## Task objective
Each entry needs to be copied exactly, with nothing left out.

Excerpts from a dataset:

// Double-buffered particle state. Each buffer is one Rg32Float 2-D array
// texture whose layers are the per-particle channels, addressed by integer
// lattice coordinate.
use crate::lattice::{LatticeSize, Region};

pub const STATE_FORMAT: wgpu::TextureFormat = wgpu::TextureFormat::Rg32Float;
// Bytes per texel of STATE_FORMAT.
pub const TEXEL_SIZE: u32 = 8;

pub struct StateTexture {
    pub texture: wgpu::Texture,
    // texture_2d_array<f32> view for textureLoad.
    pub sampled_view: wgpu::TextureView,
    // texture_storage_2d_array<rg32float, write> view.
    pub storage_view: wgpu::TextureView,
}

impl StateTexture {
    fn new(device: &wgpu::Device, lattice: LatticeSize, channels: usize, label: &str) -> Self {
        let texture = device.create_texture(&wgpu::TextureDescriptor {
            label: Some(label),
            size: wgpu::Extent3d {
                width: lattice.width,
                height: lattice.height,
                depth_or_array_layers: channels as u32,
            },
            mip_level_count: 1,
            sample_count: 1,
            dimension: wgpu::TextureDimension::D2,
            format: STATE_FORMAT,
            usage: wgpu::TextureUsages::TEXTURE_BINDING
                | wgpu::TextureUsages::STORAGE_BINDING
                | wgpu::TextureUsages::COPY_SRC
                | wgpu::TextureUsages::COPY_DST,
            view_formats: &[],
        });
        let array_view = |label: &str| {
            texture.create_view(&wgpu::TextureViewDescriptor {
                label: Some(label),
                format: Some(STATE_FORMAT),
                dimension: Some(wgpu::TextureViewDimension::D2Array),
                aspect: wgpu::TextureAspect::All,
                base_mip_level: 0,
                mip_level_count: Some(1),
                base_array_layer: 0,
                array_layer_count: Some(channels as u32),
            })
        };
        let sampled_view = array_view("Particle state sampled view");
        let storage_view = array_view("Particle state storage view");
        StateTexture {
            texture,
            sampled_view,
            storage_view,
        }
    }
}

pub struct ParticleStore {
    lattice: LatticeSize,
    channels: usize,
    buffers: [StateTexture; 2],
    source_index: usize,
}

impl ParticleStore {
    // New textures are zero filled.
    pub fn new(device: &wgpu::Device, lattice: LatticeSize, channels: usize) -> Self {
        log::info!(
            "Allocating particle store {}x{} ({} particles, {} channels)",
            lattice.width,
            lattice.height,
            lattice.count(),
            channels
        );
        ParticleStore {
            lattice,
            channels,
            buffers: [
                StateTexture::new(device, lattice, channels, "Particle state A"),
                StateTexture::new(device, lattice, channels, "Particle state B"),
            ],
            source_index: 0,
        }
    }

    pub fn lattice(&self) -> LatticeSize {
        self.lattice
    }

    pub fn channels(&self) -> usize {
        self.channels
    }

    pub fn source(&self) -> &StateTexture {
        &self.buffers[self.source_index]
    }

    pub fn target(&self) -> &StateTexture {
        &self.buffers[1 - self.source_index]
    }

    pub fn swap(&mut self) {
        self.source_index = 1 - self.source_index;
    }

    pub fn has_channel(&self, channel: usize) -> bool {
        channel < self.channels
    }

    // Copies the cells of `region` in every channel of `old`'s source buffer
    // into this store's source buffer at the same coordinates.
    pub fn copy_region_from(
        &self,
        old: &ParticleStore,
        region: Region,
        encoder: &mut wgpu::CommandEncoder,
    ) {
        if region.is_empty() {
            return;
        }
        let layers = self.channels.min(old.channels) as u32;
        let origin = wgpu::Origin3d {
            x: region.x,
            y: region.y,
            z: 0,
        };
        encoder.copy_texture_to_texture(
            wgpu::ImageCopyTexture {
                texture: &old.source().texture,
                mip_level: 0,
                origin,
                aspect: wgpu::TextureAspect::All,
            },
            wgpu::ImageCopyTexture {
                texture: &self.source().texture,
                mip_level: 0,
                origin,
                aspect: wgpu::TextureAspect::All,
            },
            wgpu::Extent3d {
                width: region.width,
                height: region.height,
                depth_or_array_layers: layers,
            },
        );
    }

    // Uploads one value pair per particle, row-major, into a channel of the
    // source buffer. Takes effect at the start of the next queue submission.
    pub fn load_channel(&self, queue: &wgpu::Queue, channel: usize, data: &[[f32; 2]]) {
        if !self.has_channel(channel) {
            log::error!(
                "Ignoring load into channel {}, store has {} channels",
                channel,
                self.channels
            );
            return;
        }
        if data.len() != self.lattice.count() {
            log::error!(
                "Ignoring load of {} values into channel {}, lattice holds {}",
                data.len(),
                channel,
                self.lattice.count()
            );
            return;
        }
        queue.write_texture(
            wgpu::ImageCopyTexture {
                texture: &self.source().texture,
                mip_level: 0,
                origin: wgpu::Origin3d {
                    x: 0,
                    y: 0,
                    z: channel as u32,
                },
                aspect: wgpu::TextureAspect::All,
            },
            bytemuck::cast_slice(data),
            wgpu::ImageDataLayout {
                offset: 0,
                bytes_per_row: Some(TEXEL_SIZE * self.lattice.width),
                rows_per_image: Some(self.lattice.height),
            },
            wgpu::Extent3d {
                width: self.lattice.width,
                height: self.lattice.height,
                depth_or_array_layers: 1,
            },
        );
    }
}

// Blocking readback of one channel of the source buffer, row-major.
#[cfg(test)]
pub fn read_channel(
    device: &wgpu::Device,
    queue: &wgpu::Queue,
    store: &ParticleStore,
    channel: usize,
) -> Vec<[f32; 2]> {
    let lattice = store.lattice();
    let unpadded_row = TEXEL_SIZE * lattice.width;
    let align = wgpu::COPY_BYTES_PER_ROW_ALIGNMENT;
    let padded_row = (unpadded_row + align - 1) / align * align;
    let staging = device.create_buffer(&wgpu::BufferDescriptor {
        label: Some("Readback"),
        size: (padded_row * lattice.height) as wgpu::BufferAddress,
        usage: wgpu::BufferUsages::MAP_READ | wgpu::BufferUsages::COPY_DST,
        mapped_at_creation: false,
    });
    let mut encoder = device.create_command_encoder(&wgpu::CommandEncoderDescriptor {
        label: Some("Readback encoder"),
    });
    encoder.copy_texture_to_buffer(
        wgpu::ImageCopyTexture {
            texture: &store.source().texture,
            mip_level: 0,
            origin: wgpu::Origin3d {
                x: 0,
                y: 0,
                z: channel as u32,
            },
            aspect: wgpu::TextureAspect::All,
        },
        wgpu::ImageCopyBuffer {
            buffer: &staging,
            layout: wgpu::ImageDataLayout {
                offset: 0,
                bytes_per_row: Some(padded_row),
                rows_per_image: Some(lattice.height),
            },
        },
        wgpu::Extent3d {
            width: lattice.width,
            height: lattice.height,
            depth_or_array_layers: 1,
        },
    );
    queue.submit(Some(encoder.finish()));
    let slice = staging.slice(..);
    slice.map_async(wgpu::MapMode::Read, |result| result.unwrap());
    device.poll(wgpu::Maintain::Wait);
    let mapped = slice.get_mapped_range();
    let mut values = Vec::with_capacity(lattice.count());
    for row in mapped.chunks(padded_row as usize) {
        let texels: &[[f32; 2]] = bytemuck::cast_slice(&row[..unpadded_row as usize]);
        values.extend_from_slice(texels);
    }
    drop(mapped);
    staging.unmap();
    values
}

## Answer box
// Double-buffered particle state. Each buffer is one Rg32Float 2-D array
// texture whose layers are the per-particle channels, addressed by integer
// lattice coordinate.
use crate::lattice::{LatticeSize, Region};

pub const STATE_FORMAT: wgpu::TextureFormat = wgpu::TextureFormat::Rg32Float;
// Bytes per texel of STATE_FORMAT.
pub const TEXEL_SIZE: u32 = 8;

pub struct StateTexture {
    pub texture: wgpu::Texture,
    // texture_2d_array<f32> view for textureLoad.
    pub sampled_view: wgpu::TextureView,
    // texture_storage_2d_array<rg32float, write> view.
    pub storage_view: wgpu::TextureView,
}

impl StateTexture {
    fn new(device: &wgpu::Device, lattice: LatticeSize, channels: usize, label: &str) -> Self {
        let texture = device.create_texture(&wgpu::TextureDescriptor {
            label: Some(label),
            size: wgpu::Extent3d {
                width: lattice.width,
                height: lattice.height,
                depth_or_array_layers: channels as u32,
            },
            mip_level_count: 1,
            sample_count: 1,
            dimension: wgpu::TextureDimension::D2,
            format: STATE_FORMAT,
            usage: wgpu::TextureUsages::TEXTURE_BINDING
                | wgpu::TextureUsages::STORAGE_BINDING
                | wgpu::TextureUsages::COPY_SRC
                | wgpu::TextureUsages::COPY_DST,
            view_formats: &[],
        });
        let array_view = |label: &str| {
            texture.create_view(&wgpu::TextureViewDescriptor {
                label: Some(label),
                format: Some(STATE_FORMAT),
                dimension: Some(wgpu::TextureViewDimension::D2Array),
                aspect: wgpu::TextureAspect::All,
                base_mip_level: 0,
                mip_level_count: Some(1),
                base_array_layer: 0,
                array_layer_count: Some(channels as u32),
            })
        };
        let sampled_view = array_view("Particle state sampled view");
        let storage_view = array_view("Particle state storage view");
        StateTexture {
            texture,
            sampled_view,
            storage_view,
        }
    }
}

pub struct ParticleStore {
    lattice: LatticeSize,
    channels: usize,
    buffers: [StateTexture; 2],
    source_index: usize,
}

impl ParticleStore {
    // New textures are zero filled.
    pub fn new(device: &wgpu::Device, lattice: LatticeSize, channels: usize) -> Self {
        log::info!(
            "Allocating particle store {}x{} ({} particles, {} channels)",
            lattice.width,
            lattice.height,
            lattice.count(),
            channels
        );
        ParticleStore {
            lattice,
            channels,
            buffers: [
                StateTexture::new(device, lattice, channels, "Particle state A"),
                StateTexture::new(device, lattice, channels, "Particle state B"),
            ],
            source_index: 0,
        }
    }

    pub fn lattice(&self) -> LatticeSize {
        self.lattice
    }

    pub fn channels(&self) -> usize {
        self.channels
    }

    pub fn source(&self) -> &StateTexture {
        &self.buffers[self.source_index]
    }

    pub fn target(&self) -> &StateTexture {
        &self.buffers[1 - self.source_index]
    }

    pub fn swap(&mut self) {
        self.source_index = 1 - self.source_index;
    }

    pub fn has_channel(&self, channel: usize) -> bool {
        channel < self.channels
    }

    // Copies the cells of `region` in every channel of `old`'s source buffer
    // into this store's source buffer at the same coordinates.
    pub fn copy_region_from(
        &self,
        old: &ParticleStore,
        region: Region,
        encoder: &mut wgpu::CommandEncoder,
    ) {
        if region.is_empty() {
            return;
        }
        let layers = self.channels.min(old.channels) as u32;
        let origin = wgpu::Origin3d {
            x: region.x,
            y: region.y,
            z: 0,
        };
        encoder.copy_texture_to_texture(
            wgpu::ImageCopyTexture {
                texture: &old.source().texture,
                mip_level: 0,
                origin,
                aspect: wgpu::TextureAspect::All,
            },
            wgpu::ImageCopyTexture {
                texture: &self.source().texture,
                mip_level: 0,
                origin,
                aspect: wgpu::TextureAspect::All,
            },
            wgpu::Extent3d {
                width: region.width,
                height: region.height,
                depth_or_array_layers: layers,
            },
        );
    }

    // Uploads one value pair per particle, row-major, into a channel of the
    // source buffer. Takes effect at the start of the next queue submission.
    pub fn load_channel(&self, queue: &wgpu::Queue, channel: usize, data: &[[f32; 2]]) {
        if !self.has_channel(channel) {
            log::error!(
                "Ignoring load into channel {}, store has {} channels",
                channel,
                self.channels
            );
            return;
        }
        if data.len() != self.lattice.count() {
            log::error!(
                "Ignoring load of {} values into channel {}, lattice holds {}",
                data.len(),
                channel,
                self.lattice.count()
            );
            return;
        }
        queue.write_texture(
            wgpu::ImageCopyTexture {
                texture: &self.source().texture,
                mip_level: 0,
                origin: wgpu::Origin3d {
                    x: 0,
                    y: 0,
                    z: channel as u32,
                },
                aspect: wgpu::TextureAspect::All,
            },
            bytemuck::cast_slice(data),
            wgpu::ImageDataLayout {
                offset: 0,
                bytes_per_row: Some(TEXEL_SIZE * self.lattice.width),
                rows_per_image: Some(self.lattice.height),
            },
            wgpu::Extent3d {
                width: self.lattice.width,
                height: self.lattice.height,
                depth_or_array_layers: 1,
            },
        );
    }
}

// Blocking readback of one channel of the source buffer, row-major.
#[cfg(test)]
pub fn read_channel(
    device: &wgpu::Device,
    queue: &wgpu::Queue,
    store: &ParticleStore,
    channel: usize,
) -> Vec<[f32; 2]> {
    let lattice = store.lattice();
    let unpadded_row = TEXEL_SIZE * lattice.width;
    let align = wgpu::COPY_BYTES_PER_ROW_ALIGNMENT;
    let padded_row = (unpadded_row + align - 1) / align * align;
    let staging = device.create_buffer(&wgpu::BufferDescriptor {
        label: Some("Readback"),
        size: (padded_row * lattice.height) as wgpu::BufferAddress,
        usage: wgpu::BufferUsages::MAP_READ | wgpu::BufferUsages::COPY_DST,
        mapped_at_creation: false,
    });
    let mut encoder = device.create_command_encoder(&wgpu::CommandEncoderDescriptor {
        label: Some("Readback encoder"),
    });
    encoder.copy_texture_to_buffer(
        wgpu::ImageCopyTexture {
            texture: &store.source().texture,
            mip_level: 0,
            origin: wgpu::Origin3d {
                x: 0,
                y: 0,
                z: channel as u32,
            },
            aspect: wgpu::TextureAspect::All,
        },
        wgpu::ImageCopyBuffer {
            buffer: &staging,
            layout: wgpu::ImageDataLayout {
                offset: 0,
                bytes_per_row: Some(padded_row),
                rows_per_image: Some(lattice.height),
            },
        },
        wgpu::Extent3d {
            width: lattice.width,
            height: lattice.height,
            depth_or_array_layers: 1,
        },
    );
    queue.submit(Some(encoder.finish()));
    let slice = staging.slice(..);
    slice.map_async(wgpu::MapMode::Read, |result| result.unwrap());
    device.poll(wgpu::Maintain::Wait);
    let mapped = slice.get_mapped_range();
    let mut values = Vec::with_capacity(lattice.count());
    for row in mapped.chunks(padded_row as usize) {
        let texels: &[[f32; 2]] = bytemuck::cast_slice(&row[..unpadded_row as usize]);
        values.extend_from_slice(texels);
    }
    drop(mapped);
    staging.unmap();
    values
}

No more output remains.